I am hitting the streets myself to gather myself, wash my face and look for consolation. I would like to say the first bar I saw to relieve the pangs and say, “hey bartender, prepare me the hardest drink,” but the microscopic budget, which remains long from the planned interlaced, only allows me to pound in Kreuzberg. Fortunately, tea is served. After feeding my car, I call my friend who lost his camera in Istanbul and give it as a shame. There is also a detail that is forgotten like the cameraman is entrusted. In the streets I darken the air, I get 2 beers and I go to the hostel. Katrin comes to the table in front of the hostel at the table in the neighborhood. We are beginning to talk about what you did and what you did. I tell you what happened. She laughs and tells her that she lost her camera with a memory card on her return trip to Brazil for 3 months, the reason for being late. He talks about losing all the images of the Amazon villagers, the 3 months he has met with dozens of people passing through big cities. Obviously I have to admit, the pace is a little bit compared to the comparison.

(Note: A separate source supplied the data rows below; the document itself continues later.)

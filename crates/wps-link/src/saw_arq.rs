//! Stop and wait ARQ.
//!
//! The sender keeps a one-bit sequence number that toggles for every new frame and retries the
//! current frame until it is acknowledged or its time to live runs out. The receiver compares the
//! incoming bit with the last one to spot retransmissions of a frame it already delivered.

use wps_config::CfgSawArq;

#[derive(Debug, Clone, Copy, Default, PartialEq, Eq)]
pub struct SawArq {
    ttl_ms: u16,
    ttl_retries: u16,
    seq_num: bool,
    duplicate: bool,
    duplicate_count: u32,
    retry_count: u32,
    enabled: bool,
}

impl SawArq {
    /// `ttl_ms` and `ttl_retries` of 0 disable that limit
    pub fn new(ttl_ms: u16, ttl_retries: u16, init_seq_num: bool, enabled: bool) -> Self {
        Self {
            ttl_ms,
            ttl_retries,
            seq_num: init_seq_num,
            duplicate: false,
            duplicate_count: 0,
            retry_count: 0,
            enabled,
        }
    }

    pub fn from_config(cfg: &CfgSawArq, init_seq_num: bool) -> Self {
        Self::new(cfg.ttl_ms, cfg.ttl_retries, init_seq_num, cfg.enabled)
    }

    /// Whether a frame first queued at `time_stamp` and already retried `retry_count` times must
    /// be dropped at `current_time`. Times are in ms. A disabled ARQ times out every frame, so
    /// nothing is ever retried. Each retry that is still allowed is counted.
    pub fn is_frame_timeout(&mut self, time_stamp: u64, retry_count: u16, current_time: u64) -> bool {
        if !self.enabled {
            return true;
        }

        let delta_t = current_time.saturating_sub(time_stamp);
        let time_timeout = self.ttl_ms != 0 && delta_t >= self.ttl_ms as u64;
        let retries_timeout = self.ttl_retries != 0 && retry_count >= self.ttl_retries;
        let timeout = time_timeout || retries_timeout;

        if retry_count > 0 && !timeout {
            self.retry_count = self.retry_count.saturating_add(1);
        }
        if timeout {
            tracing::debug!(
                "is_frame_timeout: dropped after {} ms and {} retries",
                delta_t,
                retry_count
            );
        }
        timeout
    }

    pub fn seq_num(&self) -> bool {
        self.seq_num
    }

    /// Moves to the next frame
    pub fn inc_seq_num(&mut self) {
        self.seq_num = !self.seq_num;
    }

    /// Records the sequence bit of a received frame. A bit equal to the previous one marks the
    /// frame as a retransmission.
    pub fn update_rx_seq_num(&mut self, seq_num: bool) {
        self.duplicate = seq_num == self.seq_num;
        self.seq_num = seq_num;
    }

    /// Whether the last frame given to `update_rx_seq_num` was a duplicate. Counts it if so.
    /// Always false when disabled.
    pub fn is_rx_frame_duplicate(&mut self) -> bool {
        if !self.enabled {
            return false;
        }
        if self.duplicate {
            self.duplicate_count = self.duplicate_count.saturating_add(1);
        }
        self.duplicate
    }

    pub fn duplicate_count(&self) -> u32 {
        self.duplicate_count
    }

    pub fn retry_count(&self) -> u32 {
        self.retry_count
    }

    pub fn is_enabled(&self) -> bool {
        self.enabled
    }

    pub fn reset_stats(&mut self) {
        self.retry_count = 0;
        self.duplicate_count = 0;
    }
}

#[cfg(test)]
mod tests {
    use super::*;

    #[test]
    fn test_disabled_always_times_out() {
        let mut saw = SawArq::new(100, 5, false, false);
        assert!(saw.is_frame_timeout(0, 0, 0));
        assert!(saw.is_frame_timeout(0, 3, 10));
        assert_eq!(saw.retry_count(), 0);

        saw.update_rx_seq_num(false);
        assert!(!saw.is_rx_frame_duplicate());
        assert_eq!(saw.duplicate_count(), 0);
    }

    #[test]
    fn test_time_to_live_in_ms() {
        let mut saw = SawArq::new(10, 0, false, true);
        assert!(!saw.is_frame_timeout(1000, 0, 1005));
        assert!(!saw.is_frame_timeout(1000, 1, 1009));
        assert!(saw.is_frame_timeout(1000, 2, 1010));
        // Only the retry that was still allowed counts
        assert_eq!(saw.retry_count(), 1);
        // Clock behind the stamp is not a timeout
        assert!(!saw.is_frame_timeout(1000, 0, 900));
    }

    #[test]
    fn test_time_to_live_in_retries() {
        let mut saw = SawArq::new(0, 3, false, true);
        let timeouts: Vec<bool> = (0..5).map(|r| saw.is_frame_timeout(0, r, 1_000_000)).collect();
        assert_eq!(timeouts, vec![false, false, false, true, true]);
        assert_eq!(saw.retry_count(), 2);
    }

    #[test]
    fn test_no_limit_never_times_out() {
        let mut saw = SawArq::new(0, 0, false, true);
        assert!(!saw.is_frame_timeout(0, u16::MAX, u64::MAX));
        assert_eq!(saw.retry_count(), 1);
    }

    #[test]
    fn test_seq_num_toggles() {
        let mut saw = SawArq::new(0, 0, true, true);
        assert!(saw.seq_num());
        saw.inc_seq_num();
        assert!(!saw.seq_num());
        saw.inc_seq_num();
        assert!(saw.seq_num());
    }

    #[test]
    fn test_duplicate_detection() {
        let mut tx = SawArq::new(0, 0, true, true);
        let mut rx = SawArq::new(0, 0, false, true);

        // New frame, retransmission of it, then the next frame
        rx.update_rx_seq_num(tx.seq_num());
        assert!(!rx.is_rx_frame_duplicate());
        rx.update_rx_seq_num(tx.seq_num());
        assert!(rx.is_rx_frame_duplicate());
        tx.inc_seq_num();
        rx.update_rx_seq_num(tx.seq_num());
        assert!(!rx.is_rx_frame_duplicate());
        assert_eq!(rx.duplicate_count(), 1);
    }

    #[test]
    fn test_reset_stats() {
        let mut saw = SawArq::from_config(
            &CfgSawArq {
                enabled: true,
                ttl_ms: 0,
                ttl_retries: 10,
            },
            false,
        );
        saw.is_frame_timeout(0, 1, 0);
        saw.update_rx_seq_num(false);
        saw.is_rx_frame_duplicate();
        assert_eq!((saw.retry_count(), saw.duplicate_count()), (1, 1));

        saw.reset_stats();
        assert_eq!((saw.retry_count(), saw.duplicate_count()), (0, 0));
        assert!(saw.is_enabled());
        assert!(!saw.seq_num());
    }
}
//! WPS link configuration management
//!
//! This crate provides configuration loading and parsing for the link layer:
//! - TOML configuration file parsing
//! - Link configuration structures

pub mod link_config;
pub mod toml_config;

pub use link_config::*;
pub use toml_config::*;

In the two cameras, when the few beers at hand are finished, we are starting to look for bars in the streets of Prenzlauerberg, which have not yet been subjected to hipster invasion, unaccustomed, occupied houses. We find a suitable bar and crash right away. The conversation that started with the cameras is darkening. Katrin tells a Turkish boyfriend that he has been together for a long time before going to Brazil, and he tells me about some of the movements that the Turks can not understand. Afterwards, he explains that he decided to pursue a postgraduate degree on the integration of immigrants in Germany simply because of his ex-boyfriend. We are debating the gaps in the integration policies of the Germans

From there he goes back and goes to Fatih Akin and his films. We are starting to talk about the Turkish community in Germany by giving examples from all filmography because it is one of our expertise areas. We start with the depiction of the immigrant world of short and painless. After agreeing how the Duvara Karşı is a tremendous work, the conversation then comes to Crossing the Bridge: The Sound of Istanbul. He explains that he has visited the whole Mediterranean and Aegean line with his old manuscript and even he saw Eskişehir, but he says that he dies to see Istanbul after the film. I’m telling you what I know from the movie musicians.
While chatting, we encounter a member who is living / working in the hostel and that I am a buddy that evening. He joins us. When the bar closes, 3 musketeers are sent to the hostel. The conversation is so beautiful that I’m not the man who weeps in front of the station that day. That night he was scolding, good people did not need to be born in the same place, speak the same language or even meet for a long time to lighten each other’s troubles; The common language of mankind is another.